Catholic School: How Did I End up Here? (The End, aka: finally, this particular narrative has ended)
"Science without religion is lame, religion without science is blind."
~ Albert Einstein (Theoretical Physicist)
I don't think my parents had hopes of turning me into a religious enthusiast by compelling me to attend private, Catholic school. It's my impression that they were far more inspired by the prospect of me having a better education than producing a better Catholic. I guess I could say the Catholic aspect was a mere fringe benefit of the whole endeavour. And, in reality - did the Catholic conditions scar me for life? Absolutely not. I will say that, overall, it didn't help with matters in the mind of a curiously confused grade 7/8 student. In all honesty, I think my questioning was, in part, an attempt at active defiance - towards the school, towards my parents. In my case, this is what we would call foreshadowing. But, this wasn't entirely it.
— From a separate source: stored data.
//! Deterministic synthetic data for the last fallback rung
//!
//! When every real source fails the pipeline still completes with
//! placeholder data. Everything here is a pure function of the address
//! (via SHA-256) and a fixed time anchor, so repeated degraded runs of
//! the same address produce identical output.

use bigdecimal::BigDecimal;
use chrono::{DateTime, Duration, TimeZone, Utc};
use sha2::{Digest, Sha256};

use crate::types::{scaled_u64, Balance, ChainInfo, Transaction, TxKind, TxStatus};

/// Fixed anchor so synthetic timestamps never depend on wall-clock time
fn anchor() -> DateTime<Utc> {
    Utc.with_ymd_and_hms(2024, 1, 1, 0, 0, 0).single().unwrap_or_default()
}

fn digest(input: &str) -> [u8; 32] {
    Sha256::digest(input.as_bytes()).into()
}

fn u64_at(seed: &[u8; 32], offset: usize) -> u64 {
    let mut bytes = [0u8; 8];
    for (i, b) in bytes.iter_mut().enumerate() {
        *b = seed[(offset + i) % 32];
    }
    u64::from_le_bytes(bytes)
}

/// Placeholder balance: a plausible non-negative amount, no USD value
pub fn balance(address: &str, chain: &ChainInfo) -> Balance {
    let seed = digest(address);
    // Up to ~100 native units at 6 fractional digits of resolution
    let millionths = u64_at(&seed, 0) % 100_000_000;
    let amount: BigDecimal = scaled_u64(millionths, 6);
    Balance {
        amount,
        symbol: chain.symbol.clone(),
        usd_value: 0.0,
        fetched_at: anchor(),
    }
}

/// Placeholder history: 5 to 30 transactions, newest first, all anchored
/// before the fixed time anchor
pub fn transactions(address: &str, chain: &ChainInfo, limit: usize) -> Vec<Transaction> {
    let seed = digest(address);
    let count = (5 + (seed[0] as usize % 26)).min(limit);
    let start = anchor();

    (0..count)
        .map(|i| {
            let tx_seed = digest(&format!("{address}:{i}"));
            let hash = hex(&tx_seed);
            let hours_back = 1 + u64_at(&tx_seed, 1) % (24 * 30);
            let timestamp = start - Duration::hours((i as i64 + 1) * hours_back as i64 % 720)
                - Duration::hours(i as i64 + 1);

            let counterparty = synthetic_address(&tx_seed, chain);
            let outbound = tx_seed[2] % 2 == 0;
            let (from, to) = if outbound {
                (address.to_string(), counterparty)
            } else {
                (counterparty, address.to_string())
            };

            // Mostly small transfers, occasional larger ones
            let millionths = u64_at(&tx_seed, 3) % 5_000_000;
            let value = scaled_u64(millionths, 6);

            let kind = match tx_seed[4] % 10 {
                0..=6 => TxKind::Transfer,
                7..=8 => TxKind::Contract,
                _ => TxKind::Token,
            };
            let status = if tx_seed[5] % 20 == 0 {
                TxStatus::Failed
            } else {
                TxStatus::Success
            };

            Transaction {
                hash,
                block_height: 1_000_000 + u64_at(&tx_seed, 6) % 1_000_000,
                timestamp,
                from,
                to,
                value,
                currency: chain.symbol.clone(),
                status,
                kind,
                fee: Some(scaled_u64(u64_at(&tx_seed, 7) % 100_000, 8)),
                gas_used: matches!(chain.family, crate::types::ChainFamily::Evm)
                    .then(|| 21_000 + u64_at(&tx_seed, 8) % 200_000),
            }
        })
        .collect()
}

fn hex(bytes: &[u8; 32]) -> String {
    let mut out = String::with_capacity(66);
    out.push_str("0x");
    for b in bytes {
        out.push_str(&format!("{b:02x}"));
    }
    out
}

/// Derive a counterparty address in the right shape for the chain family
fn synthetic_address(seed: &[u8; 32], chain: &ChainInfo) -> String {
    const BASE58: &[u8] = b"123456789ABCDEFGHJKLMNPQRSTUVWXYZabcdefghijkmnopqrstuvwxyz";
    match chain.family {
        crate::types::ChainFamily::Evm => {
            let mut out = String::with_capacity(42);
            out.push_str("0x");
            for b in seed.iter().take(20) {
                out.push_str(&format!("{b:02x}"));
            }
            out
        }
        crate::types::ChainFamily::Utxo => {
            let mut out = String::from("1");
            for b in seed.iter().take(30) {
                out.push(BASE58[*b as usize % BASE58.len()] as char);
            }
            out
        }
        crate::types::ChainFamily::Account => {
            let mut out = String::new();
            for b in seed.iter().take(40) {
                out.push(BASE58[*b as usize % BASE58.len()] as char);
            }
            out
        }
    }
}

#[cfg(test)]
mod tests {
    use super::*;
    use crate::types::ChainKind;

    const ADDR: &str = "0x742d35Cc6634C0532925a3b844Bc454e4438f44e";

    #[test]
    fn balance_is_deterministic() {
        let info = ChainKind::Ethereum.info();
        let a = balance(ADDR, &info);
        let b = balance(ADDR, &info);
        assert_eq!(a.amount, b.amount);
        assert_eq!(a.fetched_at, b.fetched_at);
        assert_eq!(a.usd_value, 0.0);
        assert!(a.amount >= BigDecimal::from(0));
    }

    #[test]
    fn history_is_deterministic_and_bounded() {
        let info = ChainKind::Ethereum.info();
        let a = transactions(ADDR, &info, 500);
        let b = transactions(ADDR, &info, 500);
        assert_eq!(a.len(), b.len());
        assert!((5..=30).contains(&a.len()));
        for (x, y) in a.iter().zip(&b) {
            assert_eq!(x.hash, y.hash);
            assert_eq!(x.timestamp, y.timestamp);
            assert_eq!(x.value, y.value);
        }
    }

    #[test]
    fn history_respects_limit() {
        let info = ChainKind::Bitcoin.info();
        let txs = transactions(ADDR, &info, 3);
        assert!(txs.len() <= 3);
    }

    #[test]
    fn addresses_differ_by_seed() {
        let info = ChainKind::Ethereum.info();
        let a = transactions("0x1111111111111111111111111111111111111111", &info, 50);
        let b = transactions("0x2222222222222222222222222222222222222222", &info, 50);
        assert_ne!(a[0].hash, b[0].hash);
    }

    #[test]
    fn gas_only_on_evm() {
        let eth = transactions(ADDR, &ChainKind::Ethereum.info(), 50);
        assert!(eth.iter().all(|t| t.gas_used.is_some()));
        let btc = transactions(ADDR, &ChainKind::Bitcoin.info(), 50);
        assert!(btc.iter().all(|t| t.gas_used.is_none()));
    }
}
As a small child being raised in the Catholic church, I did believe - most kids do. Little ones don't have the ability to critically analyze information, which is why they love unconditionally. I loved my parents unconditionally and, therefore, believed in everything they said. This included Santa, the Easter Bunny, the Tooth Fairy, and God. My parents knew EVERYTHING, right? I mean, if Santa watched me all year round with his rather judgemental eye, it wasn't terribly far fetched to believe that a spirit in the sky did the same. But, it wasn't quite the same. Of course, by my ripe old age of 12-13, long gone were the days of believing in Santa. And, what about that? My parents had, in fact, lied about Santa - and all those other characters who brought candy and toys and financial donations. The time of these discoveries was acutely perplexing and I distinctly remember the day I detected the remarkable similarity between my mom's handwriting and Santa's. At that moment, not only did I know that parents knew EVERYTHING, I also knew they lied. About things of catastrophic importance. To say that this had an impact on my likelihood or ability to believe in my parents word would be a gigantic stretch; however, it did enlighten me to the idea that there were questions begging to be asked about a lot of things that I had been taking for granted.
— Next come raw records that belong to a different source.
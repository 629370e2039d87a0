//! Error types for the investigation pipeline

use thiserror::Error;

use crate::types::ChainKind;

/// Result type alias using our custom Error
pub type Result<T> = std::result::Result<T, Error>;

/// Main error type for the investigation pipeline
#[derive(Error, Debug)]
pub enum Error {
    // Request-level errors surfaced to callers
    #[error("Unrecognized address: {0}")]
    UnrecognizedAddress(String),

    #[error("Chain adapter unavailable for {chain}: {reason}")]
    AdapterUnavailable { chain: ChainKind, reason: String },

    #[error("Invalid request: {0}")]
    InvalidRequest(String),

    // Upstream/transport errors; adapters convert these before the
    // orchestrator sees them
    #[error("Upstream source error: {0}")]
    Upstream(String),

    #[error("Upstream timeout")]
    UpstreamTimeout,

    // Configuration errors
    #[error("Configuration error: {0}")]
    Config(String),

    // Serialization errors
    #[error("Serialization error: {0}")]
    Serialization(String),

    // I/O errors
    #[error("I/O error: {0}")]
    Io(String),

    // Pipeline-stage wrapper so callers can see where a failure originated
    #[error("stage {stage}: {source}")]
    Stage {
        stage: &'static str,
        #[source]
        source: Box<Error>,
    },

    #[error(transparent)]
    Anyhow(#[from] anyhow::Error),
}

impl Error {
    /// Attach the originating pipeline stage name
    pub fn at_stage(self, stage: &'static str) -> Self {
        match self {
            // Don't double-wrap when an inner call already tagged itself
            Error::Stage { .. } => self,
            other => Error::Stage {
                stage,
                source: Box::new(other),
            },
        }
    }

    /// Stable error code for the upward request/response contract
    pub fn code(&self) -> &'static str {
        match self {
            Error::UnrecognizedAddress(_) => "UnrecognizedAddress",
            Error::AdapterUnavailable { .. } => "ChainAdapterUnavailable",
            Error::InvalidRequest(_) => "InvalidRequest",
            Error::Stage { source, .. } => source.code(),
            _ => "Internal",
        }
    }

    /// Check if this error is transient at the transport level
    pub fn is_transient(&self) -> bool {
        matches!(self, Error::Upstream(_) | Error::UpstreamTimeout)
    }
}

// Conversion from reqwest errors
impl From<reqwest::Error> for Error {
    fn from(e: reqwest::Error) -> Self {
        if e.is_timeout() {
            Error::UpstreamTimeout
        } else {
            Error::Upstream(e.to_string())
        }
    }
}

// Conversion from serde_json errors
impl From<serde_json::Error> for Error {
    fn from(e: serde_json::Error) -> Self {
        Error::Serialization(e.to_string())
    }
}

// Conversion from I/O errors
impl From<std::io::Error> for Error {
    fn from(e: std::io::Error) -> Self {
        Error::Io(e.to_string())
    }
}

#[cfg(test)]
mod tests {
    use super::*;

    #[test]
    fn stage_wrap_preserves_code() {
        let err = Error::AdapterUnavailable {
            chain: ChainKind::Ethereum,
            reason: "no endpoint configured".to_string(),
        }
        .at_stage("balance-fetch");

        assert_eq!(err.code(), "ChainAdapterUnavailable");
        assert!(err.to_string().contains("balance-fetch"));
    }

    #[test]
    fn stage_wrap_is_idempotent() {
        let err = Error::Upstream("boom".to_string())
            .at_stage("history-fetch")
            .at_stage("orchestrator");

        match err {
            Error::Stage { stage, .. } => assert_eq!(stage, "history-fetch"),
            other => panic!("expected stage error, got {other:?}"),
        }
    }

    #[test]
    fn request_errors_map_to_wire_codes() {
        assert_eq!(
            Error::UnrecognizedAddress("xyz".into()).code(),
            "UnrecognizedAddress"
        );
        assert_eq!(
            Error::InvalidRequest("bad limit".into()).code(),
            "InvalidRequest"
        );
        assert_eq!(Error::Upstream("503".into()).code(), "Internal");
    }
}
(I would just like to note that I had a sister that was older than me by five years who never revealed the fact that Santa - or any other fictitious character - was not real out of spite or disdain towards my existence. I've always thought that was pretty incredible).
If I once thought that parents or nuns could answer my questions, these thoughts were quickly dispelled as I got older. Attending Catholic school was the beginning of this realization by simple fact that I had nuns and Jesus's on crosses around me on a daily basis. So, when I look back, I can say with certainty that being educated in a Catholic school environment had zero impact my understanding of the Catholic religion or myself as a Catholic (just in case there are parents reading this who are considering sending their child to Catholic school, purely for the betterment of their understanding of Catholicism). The only (unfortunate) thing my experience in private, Catholic school impressed upon me was a disinclination towards liking and doing well in school.
What a let down.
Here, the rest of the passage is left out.